* [Entries provided]:
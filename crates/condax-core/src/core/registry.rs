use std::fs;
use std::path::Path;

use tracing::trace;

use crate::{CondaError, Result};

/// The root installation's own environment; never a folder under `envs/`.
pub const BASE_ENVIRONMENT: &str = "base";

/// Lists `base` followed by every visible, UTF-8 named directory under
/// `envs_dir`, in the order the filesystem returns them.
///
/// # Errors
/// Returns [`CondaError::Io`] if `envs_dir` cannot be read.
pub fn environment_names(envs_dir: &Path) -> Result<Vec<String>> {
    let mut names = vec![BASE_ENVIRONMENT.to_string()];
    let entries = fs::read_dir(envs_dir).map_err(|err| CondaError::io(envs_dir, err))?;
    for entry in entries {
        let entry = entry.map_err(|err| CondaError::io(envs_dir, err))?;
        let file_type = entry
            .file_type()
            .map_err(|err| CondaError::io(entry.path(), err))?;
        let is_dir = file_type.is_dir() || (file_type.is_symlink() && entry.path().is_dir());
        if !is_dir {
            continue;
        }
        let name = match entry.file_name().into_string() {
            Ok(name) => name,
            Err(raw) => {
                trace!(name = ?raw, "skipping environment directory with a non-UTF-8 name");
                continue;
            }
        };
        if name.starts_with('.') {
            trace!(%name, "skipping hidden environment directory");
            continue;
        }
        names.push(name);
    }
    Ok(names)
}

/// Which environment calls without an explicit name operate on.
#[derive(Debug, Clone, PartialEq, Eq)]
pub struct ActiveEnvironment {
    name: String,
}

impl Default for ActiveEnvironment {
    fn default() -> Self {
        Self {
            name: BASE_ENVIRONMENT.to_string(),
        }
    }
}

impl ActiveEnvironment {
    #[must_use]
    pub fn name(&self) -> &str {
        &self.name
    }

    /// Switches to `name` if it is one of `known`.
    ///
    /// # Errors
    /// Returns [`CondaError::UnknownEnvironment`] and leaves the state untouched
    /// when `name` is not listed.
    pub fn activate(&mut self, name: &str, known: &[String]) -> Result<()> {
        if known.iter().any(|candidate| candidate == name) {
            self.name = name.to_string();
            Ok(())
        } else {
            Err(CondaError::UnknownEnvironment {
                name: name.to_string(),
            })
        }
    }

    pub fn deactivate(&mut self) {
        self.name = BASE_ENVIRONMENT.to_string();
    }
}

#[cfg(test)]
mod tests {
    use super::*;
    use tempfile::tempdir;

    #[test]
    fn empty_container_lists_only_base() {
        let temp = tempdir().unwrap();
        assert_eq!(environment_names(temp.path()).unwrap(), vec!["base"]);
    }

    #[test]
    fn hidden_entries_and_files_are_skipped() {
        let temp = tempdir().unwrap();
        fs::create_dir(temp.path().join("science")).unwrap();
        fs::create_dir(temp.path().join(".trash")).unwrap();
        fs::write(temp.path().join(".conda_envs_dir_test"), "").unwrap();
        fs::write(temp.path().join("notes.txt"), "").unwrap();

        let names = environment_names(temp.path()).unwrap();

        assert_eq!(names, vec!["base", "science"]);
    }

    #[cfg(target_os = "linux")]
    #[test]
    fn non_utf8_names_are_skipped() {
        use std::ffi::OsStr;
        use std::os::unix::ffi::OsStrExt;

        let temp = tempdir().unwrap();
        fs::create_dir(temp.path().join("good")).unwrap();
        fs::create_dir(temp.path().join(OsStr::from_bytes(b"bad\xff"))).unwrap();

        let names = environment_names(temp.path()).unwrap();

        assert_eq!(names, vec!["base", "good"]);
    }

    #[test]
    fn base_comes_first_even_with_many_environments() {
        let temp = tempdir().unwrap();
        for name in ["zeta", "alpha", "mid"] {
            fs::create_dir(temp.path().join(name)).unwrap();
        }
        let names = environment_names(temp.path()).unwrap();
        assert_eq!(names.first().map(String::as_str), Some("base"));
        let mut rest = names[1..].to_vec();
        rest.sort();
        assert_eq!(rest, vec!["alpha", "mid", "zeta"]);
    }

    #[test]
    fn missing_container_is_an_io_error() {
        let temp = tempdir().unwrap();
        let err = environment_names(&temp.path().join("envs")).unwrap_err();
        assert!(matches!(err, CondaError::Io { .. }), "unexpected {err:?}");
    }

    #[test]
    fn activation_is_guarded_by_membership() {
        let known = vec!["base".to_string(), "x".to_string()];
        let mut active = ActiveEnvironment::default();
        assert_eq!(active.name(), "base");

        active.activate("x", &known).unwrap();
        assert_eq!(active.name(), "x");

        let err = active.activate("missing", &known).unwrap_err();
        assert!(matches!(err, CondaError::UnknownEnvironment { .. }));
        assert_eq!(active.name(), "x");

        active.deactivate();
        assert_eq!(active.name(), "base");
    }
}
use std::fs::File;
use std::path::Path;

use reqwest::blocking::Client;
use tracing::{debug, info};

use crate::config::DownloadConfig;
use crate::{CondaError, Result};

const USER_AGENT: &str = concat!("condax/", env!("CARGO_PKG_VERSION"));

pub(crate) fn build_http_client(url: &str, config: &DownloadConfig) -> Result<Client> {
    // The blocking client applies `timeout` to the request and to each body
    // read, so it doubles as a read timeout for long installer downloads.
    let builder = Client::builder()
        .user_agent(USER_AGENT)
        .connect_timeout(config.connect_timeout)
        .timeout(config.read_timeout);
    let builder = if config.keep_proxies {
        builder
    } else {
        builder.no_proxy()
    };
    builder
        .build()
        .map_err(|err| CondaError::download(url, err))
}

/// Stream `url` into `dest`, truncating whatever is there.
pub(crate) fn download_to(url: &str, dest: &Path, config: &DownloadConfig) -> Result<u64> {
    let client = build_http_client(url, config)?;
    info!(%url, "downloading conda installer");
    let mut response = client
        .get(url)
        .send()
        .and_then(reqwest::blocking::Response::error_for_status)
        .map_err(|err| CondaError::download(url, err))?;
    let mut file = File::create(dest).map_err(|err| CondaError::download(url, err))?;
    let written = response
        .copy_to(&mut file)
        .map_err(|err| CondaError::download(url, err))?;
    file.sync_all().map_err(|err| CondaError::download(url, err))?;
    debug!(%url, bytes = written, dest = %dest.display(), "download complete");
    Ok(written)
}

#[cfg(test)]
mod tests {
    use super::*;
    use httptest::{matchers::request, responders::status_code, Expectation, Server};
    use std::fs;

    #[test]
    fn download_writes_response_body() {
        let body = "#!/bin/sh\necho installer\n";
        let server = Server::run();
        server.expect(
            Expectation::matching(request::method_path("GET", "/Miniconda3.sh"))
                .respond_with(status_code(200).body(body)),
        );
        let temp = tempfile::tempdir().unwrap();
        let dest = temp.path().join("installer.sh");
        let url = server.url("/Miniconda3.sh").to_string();

        let written = download_to(&url, &dest, &DownloadConfig::default()).unwrap();

        assert_eq!(written, body.len() as u64);
        assert_eq!(fs::read_to_string(&dest).unwrap(), body);
    }

    #[test]
    fn http_error_status_is_a_download_error() {
        let server = Server::run();
        server.expect(
            Expectation::matching(request::method_path("GET", "/missing.sh"))
                .respond_with(status_code(404)),
        );
        let temp = tempfile::tempdir().unwrap();
        let dest = temp.path().join("installer.sh");
        let url = server.url("/missing.sh").to_string();

        let err = download_to(&url, &dest, &DownloadConfig::default()).unwrap_err();

        assert!(
            matches!(err, CondaError::Download { url: ref failed, .. } if failed == &url),
            "unexpected error {err:?}"
        );
        assert!(!dest.exists(), "no file should be written on HTTP errors");
    }
}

* [What is required]: Copy out every line in the listing where the word "trace" appears.

* [Answer for this exercise]:
use tracing::trace;
                trace!(name = ?raw, "skipping environment directory with a non-UTF-8 name");
            trace!(%name, "skipping hidden environment directory");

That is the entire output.